Reviewed by Robert McGill

Because each of the three connected stories in The High Mountains of Portugal features a protagonist mourning the death of his female intimate, you might think Yann Martel’s book is about how people deal with lost love. But the volume turns out to be more interestingly concerned with other kinds of isolation, from the separateness induced by technology to human beings’ sense of species-loneliness as they gaze across the abyss separating them from other animals.
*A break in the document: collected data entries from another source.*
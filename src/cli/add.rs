//! `appstract add` — register a manifest and install the app.

use super::common::{derive_app_name, CommandContext, UpdateFlags};
use crate::manifest::Manifest;
use crate::utils::fs::copy_file;
use crate::utils::progress::MessageLevel;
use anyhow::{Context, Result};
use clap::Args;
use std::path::PathBuf;

/// Validate a manifest, copy it into `manifests/<app>.json` (the app name
/// is the file stem), then run an install transaction for it.
#[derive(Debug, Args)]
pub struct AddCommand {
    /// Manifest file to register.
    pub manifest: PathBuf,
}

impl AddCommand {
    pub async fn execute(&self, ctx: &CommandContext) -> Result<()> {
        let app = derive_app_name(&self.manifest)?;
        ctx.reporter.message(
            MessageLevel::Default,
            &format!("add start: app={app} manifest={}", self.manifest.display()),
        );
        ctx.ensure_ready()?;

        Manifest::parse_file(&self.manifest).context("validate add manifest")?;
        ctx.reporter.message(
            MessageLevel::Default,
            &format!("[ok] manifest validated: {}", self.manifest.display()),
        );

        let target = ctx.manifest_path(&app);
        copy_file(&self.manifest, &target).context("copy manifest")?;
        ctx.reporter.message(
            MessageLevel::Default,
            &format!("[ok] manifest saved: {}", target.display()),
        );

        ctx.manager(&UpdateFlags::default())
            .update_from_manifest(&app, &target)
            .await
            .with_context(|| format!("install app {app:?} from manifest"))?;
        ctx.reporter
            .message(MessageLevel::Default, &format!("[ok] add completed: {app}"));
        Ok(())
    }
}
//! Single-writer cross-process lock per app.
//!
//! The lock is an exclusive-create file carrying `{pid, created_at}` as
//! JSON. Acquisition must observe create-exclusive semantics so two
//! processes racing for the same app cannot both win. A holder that died
//! without unlinking is detected through its recorded PID and recovered
//! exactly once per acquisition attempt.
//!
//! Empty or malformed lock content is deliberately treated as ACTIVE: a
//! concurrent writer may have created the file but not yet flushed its
//! metadata, and trampling it would break mutual exclusion.

use anyhow::{anyhow, Context, Result};
use chrono::{SecondsFormat, Utc};
use serde::{Deserialize, Serialize};
use std::fs::{self, OpenOptions};
use std::io::Write;
use std::path::{Path, PathBuf};

#[derive(Debug, Serialize, Deserialize)]
struct LockInfo {
    pid: u32,
    created_at: String,
}

/// Guard object holding the per-app update lock.
///
/// The lock file is unlinked when the guard is dropped, which covers every
/// exit path of the transaction including unwinding panics.
#[derive(Debug)]
pub struct AppLock {
    path: PathBuf,
}

impl AppLock {
    /// Acquire the lock at `lock_path`.
    ///
    /// On conflict the existing file is read and its recorded PID probed
    /// with `pid_alive`; a dead holder is removed and the exclusive create
    /// retried once. A live (or undecidable) holder yields an
    /// `update already running` error.
    pub fn acquire<F>(lock_path: &Path, pid_alive: F) -> Result<Self>
    where
        F: Fn(u32) -> bool,
    {
        match try_create(lock_path) {
            Ok(()) => return Ok(Self { path: lock_path.to_path_buf() }),
            Err(err) if !is_already_exists(&err) => return Err(err),
            Err(_) => {}
        }
        if !lock_is_stale(lock_path, &pid_alive) {
            return Err(anyhow!("update already running"));
        }
        let _ = fs::remove_file(lock_path);
        match try_create(lock_path) {
            Ok(()) => Ok(Self { path: lock_path.to_path_buf() }),
            Err(err) if is_already_exists(&err) => Err(anyhow!("update already running")),
            Err(err) => Err(err),
        }
    }

    /// Path of the held lock file.
    pub fn path(&self) -> &Path {
        &self.path
    }
}

impl Drop for AppLock {
    fn drop(&mut self) {
        if let Err(err) = fs::remove_file(&self.path) {
            if err.kind() != std::io::ErrorKind::NotFound {
                tracing::warn!("failed to release lock {}: {err}", self.path.display());
            }
        }
    }
}

fn try_create(lock_path: &Path) -> Result<()> {
    if let Some(parent) = lock_path.parent() {
        fs::create_dir_all(parent)
            .with_context(|| format!("create lock dir: {}", parent.display()))?;
    }
    let mut file = OpenOptions::new()
        .write(true)
        .create_new(true)
        .open(lock_path)
        .with_context(|| format!("acquire lock: {}", lock_path.display()))?;
    let info = LockInfo {
        pid: std::process::id(),
        created_at: Utc::now().to_rfc3339_opts(SecondsFormat::Secs, true),
    };
    let payload = serde_json::to_vec(&info).context("encode lock info")?;
    file.write_all(&payload).context("write lock info")?;
    Ok(())
}

fn is_already_exists(err: &anyhow::Error) -> bool {
    err.downcast_ref::<std::io::Error>()
        .is_some_and(|io| io.kind() == std::io::ErrorKind::AlreadyExists)
}

/// Whether the lock file at `lock_path` belongs to a dead holder.
///
/// Any doubt (unreadable file, empty or malformed content, zero PID,
/// probe failure) resolves to "active".
fn lock_is_stale<F>(lock_path: &Path, pid_alive: &F) -> bool
where
    F: Fn(u32) -> bool,
{
    let raw = match fs::read_to_string(lock_path) {
        Ok(raw) => raw,
        Err(err) => return err.kind() == std::io::ErrorKind::NotFound,
    };
    if raw.trim().is_empty() {
        return false;
    }
    let info: LockInfo = match serde_json::from_str(&raw) {
        Ok(info) => info,
        Err(_) => return false,
    };
    if info.pid == 0 {
        return false;
    }
    !pid_alive(info.pid)
}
The book’s first story, set in Portugal in 1904, is the most impressive of the three. Its protagonist is a man named Tomás who’s grieving the deaths of his lover, father, and son, and who sets off in his uncle’s Renault—one of the first cars in the country—in search of an unusual seventeenth-century crucifix. The object of Tomás’ quest necessarily directs us toward a religious reading, but the narrative’s greatest pleasures emerge from its attention to more material matters, as Martel skillfully dramatizes what it’s like for someone possessing a bare acquaintance with automobiles to drive one for days on end in a world not yet adapted to the car. We see motor vehicles from a fresh perspective as Tomás, moving across the earth at speeds that terrify him, becomes absorbed by the simple task of not running into ditches or other travellers. He finds that his “eyes tire from the strain and his hands hurt from gripping the steerage wheel,” and when he pulls over, exhausted, “[h]e blinks in astonishment. The application of the brake pedal has unpacked the landscape and it billows out around him, trees, hills, and vineyards to his left, textured fields and the Tagus to his right. He saw none of these while he was driving. There was only the devouring road ahead.” The description deftly evokes a novice driver’s frayed nerves while powerfully suggesting the ways in which cars have changed our relationship to space.

Frequently in the story, people crowd around the Renault to stare, spellbound. Others react with rage to its noisome intrusion on the Portuguese roads. As they do, we’re reminded just how inured to the automobile we’ve since become, whether regarding its pollution or the dangers it poses to its occupants and others. When, at a key moment in the text, Tomás commits what must be one of history’s first hit-and-runs, killing a child, our horror as he drives off is complicated by our awareness that such a response is, nowadays, all too common, and we’re liable to recognize it as a response that the automobile itself has fostered by creating a culture in which pedestrians are treated as obstructions to traffic, not traffic themselves. Tomás thinks it “mere chance” that the child was killed, but from our position in the twenty-first century, we know otherwise.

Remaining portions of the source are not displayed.